Yaw Frimpong-Manso (born 10 March 1951) is a Ghanaian theologian, Biblical scholar, and Presbyterian minister. He served as the Moderator of the General Assembly of Presbyterian Church of Ghana from 2004 to 2010.

== Early life and education ==
Frimpong-Manso was born on 10 March 1951 to Opanin Osei Akwasi and Mercy Amma Akyama at Domi, a town in the Ashanti Region of Ghana. He had both his primary and secondary education in Ghana from 1957 to 1970. In 1971, he entered Wesley College, Kumasi where he obtained his Teachers' Training Certificate in 1973. In 1979, he pursued a Diploma program at the Trinity Theological Seminary, Legon, Ghana completing in 1982. From 1985 to 1988, he studied at the University of Ghana, where he obtained his bachelor's degree in Religions and Sociology, graduating with an honours 2:1 degree.
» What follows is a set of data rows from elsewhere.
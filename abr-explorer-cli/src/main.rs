//! ABR explorer CLI - enumerate, transcode and score candidate ladder rungs.

use std::path::{Path, PathBuf};
use std::sync::Arc;

use abr_explorer::{
    naming, AnalysisModel, CommandQualityAnalyzer, CommandTemplate, CommandTranscoder,
    Concurrency, Explorer, ExplorerConfig, FsArtifactStore, LadderDefaults, Resolution,
    RunReport, VariableGrid,
};
use anyhow::{bail, Context};
use clap::{Args, Parser, Subcommand};
use console::style;
use serde::Deserialize;
use tracing::debug;
use tracing_subscriber::EnvFilter;

/// Command-line arguments for the explorer.
#[derive(Parser, Debug)]
#[command(name = "abr-explorer")]
#[command(version)]
#[command(about = "Explore an ABR encoding ladder by transcoding and scoring every candidate")]
#[command(long_about = "Generates every (resolution, bitrate, option) candidate allowed by the\n\
    configured constraints, transcodes each one and scores it with the requested\n\
    VMAF models. Quality artifacts are grouped per model.\n\n\
    EXAMPLES:\n    \
    abr-explorer plan --resolution 1280x720 --bitrates 900000,1500000\n    \
    abr-explorer run -i reference.y4m --model hd --model phone\n    \
    abr-explorer run -i reference.y4m --var preset=fast,slow --sequential --json")]
struct Cli {
    #[command(subcommand)]
    command: Command,

    /// Enable debug logging
    #[arg(short, long, global = true)]
    verbose: bool,

    /// Print machine-readable JSON on stdout
    #[arg(long, global = true)]
    json: bool,
}

#[derive(Subcommand, Debug)]
enum Command {
    /// List the candidates a run would process
    Plan(ExploreArgs),
    /// Transcode and score every candidate
    Run(RunArgs),
}

#[derive(Args, Debug)]
struct RunArgs {
    /// Reference video
    #[arg(short, long)]
    input: PathBuf,

    /// JSON file with `transcoder` and/or `analyzer` command templates
    #[arg(long)]
    pipeline: Option<PathBuf>,

    #[command(flatten)]
    explore: ExploreArgs,
}

#[derive(Args, Debug)]
struct ExploreArgs {
    /// JSON configuration file; flags below override it
    #[arg(short, long)]
    config: Option<PathBuf>,

    /// Directory receiving variants and quality artifacts
    #[arg(short, long)]
    output_dir: Option<PathBuf>,

    /// Analysis model (hd, hd-neg, uhd4k, phone); repeatable
    #[arg(short, long = "model")]
    models: Vec<AnalysisModel>,

    /// Candidate bitrates in bps, comma separated
    #[arg(long, value_delimiter = ',')]
    bitrates: Vec<u64>,

    /// Resolution as WxH with optional :MIN-MAX window; repeatable
    #[arg(short, long = "resolution")]
    resolutions: Vec<Resolution>,

    /// Option grid as NAME=V1,V2; repeatable, expanded in order. Replaces a
    /// configured grid of the same name
    #[arg(long = "var", value_parser = parse_grid)]
    variables: Vec<VariableGrid>,

    /// Process one candidate and one model at a time
    #[arg(long)]
    sequential: bool,

    /// Score existing outputs without transcoding
    #[arg(long)]
    skip_transcode: bool,

    /// Reuse outputs that already exist
    #[arg(long)]
    skip_existing: bool,
}

impl ExploreArgs {
    fn resolve(&self) -> anyhow::Result<ExplorerConfig> {
        let mut config = match &self.config {
            Some(path) => ExplorerConfig::from_json_file(path)
                .with_context(|| format!("loading {}", path.display()))?,
            None => ExplorerConfig::default(),
        };

        if let Some(dir) = &self.output_dir {
            config.output_dir = dir.clone();
        }
        if !self.models.is_empty() {
            config.models = self.models.clone();
        }
        if !self.bitrates.is_empty() {
            config.bitrates = self.bitrates.clone();
        }
        if !self.resolutions.is_empty() {
            config.resolutions = self.resolutions.clone();
        }
        for grid in &self.variables {
            config.set_variable(grid.clone());
        }
        if self.sequential {
            config.concurrency = Concurrency::Sequential;
        }
        config.skip_transcode |= self.skip_transcode;
        config.skip_existing |= self.skip_existing;

        config.validate()?;
        debug!(?config, "Resolved configuration");
        Ok(config)
    }
}

fn parse_grid(s: &str) -> Result<VariableGrid, String> {
    let (name, values) = s
        .split_once('=')
        .ok_or_else(|| format!("expected NAME=V1,V2 but got `{s}`"))?;
    let name = name.trim();
    if name.is_empty() {
        return Err(format!("missing variable name in `{s}`"));
    }
    let values: Vec<&str> = values
        .split(',')
        .map(str::trim)
        .filter(|v| !v.is_empty())
        .collect();
    if values.is_empty() {
        return Err(format!("variable `{name}` has no values"));
    }
    Ok(VariableGrid::new(name, values))
}

/// Command templates overriding the ffmpeg defaults.
#[derive(Debug, Default, Deserialize)]
struct PipelineFile {
    transcoder: Option<CommandTemplate>,
    analyzer: Option<CommandTemplate>,
}

fn load_pipeline(path: Option<&Path>) -> anyhow::Result<PipelineFile> {
    let Some(path) = path else {
        return Ok(PipelineFile::default());
    };
    let data =
        std::fs::read_to_string(path).with_context(|| format!("reading {}", path.display()))?;
    serde_json::from_str(&data).with_context(|| format!("parsing {}", path.display()))
}

fn build_explorer(config: ExplorerConfig, pipeline: PipelineFile) -> anyhow::Result<Explorer> {
    let transcoder = pipeline
        .transcoder
        .map(CommandTranscoder::new)
        .unwrap_or_default();
    let analyzer = pipeline
        .analyzer
        .map(CommandQualityAnalyzer::new)
        .unwrap_or_default();

    Ok(Explorer::new(
        config,
        LadderDefaults::default(),
        Arc::new(transcoder),
        Arc::new(analyzer),
        Arc::new(FsArtifactStore),
    )?)
}

fn print_header() {
    println!(
        "{} {}",
        style("abr-explorer").cyan().bold(),
        style(format!("v{}", abr_explorer::VERSION)).dim()
    );
}

fn plan(args: &ExploreArgs, json: bool) -> anyhow::Result<()> {
    let config = args.resolve()?;
    let explorer = build_explorer(config, PipelineFile::default())?;
    let candidates = explorer.plan();
    let output_dir = &explorer.config().output_dir;

    if json {
        let entries: Vec<_> = candidates
            .iter()
            .map(|c| {
                serde_json::json!({
                    "candidate": c,
                    "output": naming::output_path(output_dir, c),
                })
            })
            .collect();
        println!("{}", serde_json::to_string_pretty(&entries)?);
        return Ok(());
    }

    print_header();
    println!();
    for candidate in &candidates {
        println!(
            "  {:<28} {}",
            style(candidate.to_string()).white(),
            style(naming::output_path(output_dir, candidate).display()).dim()
        );
    }
    println!();
    println!("  {} candidate(s)", style(candidates.len()).green().bold());
    Ok(())
}

async fn run(args: &RunArgs, json: bool) -> anyhow::Result<RunReport> {
    if !args.input.exists() {
        bail!("reference {} does not exist", args.input.display());
    }
    let config = args.explore.resolve()?;
    let pipeline = load_pipeline(args.pipeline.as_deref())?;
    let explorer = build_explorer(config, pipeline)?;

    if !json {
        print_header();
        println!();
        println!("  Reference:    {}", style(args.input.display()).white());
        println!(
            "  Output dir:   {}",
            style(explorer.config().output_dir.display()).white()
        );
        println!(
            "  Mode:         {}",
            style(format!("{:?}", explorer.config().concurrency).to_lowercase()).white()
        );
        println!();
    }

    let report = explorer
        .run(&args.input)
        .await
        .with_context(|| format!("exploring {}", args.input.display()))?;

    if json {
        println!("{}", serde_json::to_string_pretty(&report)?);
    } else {
        print_report(&report);
    }
    Ok(report)
}

fn print_report(report: &RunReport) {
    println!("{}", style("Exploration Complete:").cyan().bold());
    println!("  Candidates:   {}", report.candidates);
    println!("  Transcoded:   {}", report.transcoded);
    println!("  Reused:       {}", report.reused);
    println!("  Succeeded:    {}", style(report.succeeded()).green());
    if !report.failures.is_empty() {
        println!("  Failed:       {}", style(report.failures.len()).red());
    }

    for (model, files) in &report.results {
        println!();
        println!("  {} ({} artifact(s))", style(model).yellow().bold(), files.len());
        for file in files {
            println!("    {}", file.display());
        }
    }

    if !report.failures.is_empty() {
        println!();
        println!("{}", style("Failures:").red().bold());
        for failure in &report.failures {
            println!(
                "  [{}] {}: {}",
                failure.stage,
                failure.output.display(),
                failure.message
            );
        }
    }
}

fn init_logging(verbose: bool) {
    let default_level = if verbose { "debug" } else { "info" };
    let filter =
        EnvFilter::try_from_default_env().unwrap_or_else(|_| EnvFilter::new(default_level));
    let subscriber = tracing_subscriber::fmt()
        .with_env_filter(filter)
        .with_writer(std::io::stderr)
        .with_target(false)
        .finish();
    let _ = tracing::subscriber::set_global_default(subscriber);
}

#[tokio::main]
async fn main() -> anyhow::Result<()> {
    let cli = Cli::parse();
    init_logging(cli.verbose);

    match &cli.command {
        Command::Plan(args) => plan(args, cli.json),
        Command::Run(args) => {
            let report = run(args, cli.json).await?;
            if !report.is_complete() {
                std::process::exit(1);
            }
            Ok(())
        }
    }
}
From 1990 to 1995, Frimpong-Manso was able to pursue a master's degree and a doctorate in Old Testament and Hebrew at the University of Aberdeen's Hebrew and Semitic Languages Department through a fellowship from the Langham Trust and Tearfund.

== Career ==
Frimpong-Manso began as a pupil teacher. He taught Agricultural Science from 1970 to 1971, and a classroom teacher from 1973 to 1975, after he had obtained his Teachers' Training Certificate. In 1975 he joined the New Life for All (NLFA) upon secondment from the Ghana Evangelism Committee. He remained with the NFLA until 1979.

=== Ministry ===
In 1982, he was ordained Minister of the Presbyterian Church of Ghana, and two years later, he was appointed a full time pastor. Following his ordination, he served as a District Minister and also a Presbyterian Secondary School proprietor until 1985. That same year, he became a Student-Minister. He studied while being attached to the Dansoman and North Kaneshie Presbyterian Congregations. In 1988, he was appointed a Regional Manager of the Presbyterian Schools in the Ho District, and also the Minister-in-charge of the district. He served in these capacities from 1988 to 1990. In 1996, he took up an appointment as a lecturer at the Trinity Theological Seminary, Legon. There, he taught Old Testament and Hebrew, and a year later, he doubled as the Minister-in-charge of the Presbyterian Church in Agbogbloshie. He served in both capacities until 2001 when he was made the Presbytery Chairperson (Moderator) of the Asante Presbytery of the Presbyterian Church of Ghana. He held this appointment until 2004 when he was elevated to the position of moderator of the Presbyterian Church of Ghana, and remained in that position until 2010. In 2011, Frimpong-Manso was transferred to Australia to oversee the Presbyterian Church in Sydney. After serving for about six months in Australia, he returned to Ghana where he was put in charge of the Kwadaso District of the Presbyterian Church of Ghana. He later joined the Emmanuel Presbyterian Reformed Church, Bronx, New York, where he works as the congregation's head pastor. Frimpong-Manso resigned from the Presbyterian Church in 2015 over allegations of him supporting same sex marriages, which is against the tenets of the church. Frimpong-Manso however, denied these allegations claiming there was no way he was going to allow same sex marriages as an Old Testament scholar.

== Publications ==
Frimpong-Manso's interests are in the fields of Old Testament and Hebrew Studies, Evangelism, and the Administration of the church. He has authored various books, some of which include:
- Tend the Flock;
- Those Who Have Ears;
- Pulpit Insights;
- Tell the Nations;
- The Leader as an Agent of Change;
- Stewardship in the Presbyterian Church of Ghana;
- Moral and Religious Education,1, 2, and 3 (Ghanaian basic School Text Books).

== Personal life ==
Frimpong-Manso is married to Lucy Frimpong-Manso. Together, they have three sons and one daughter.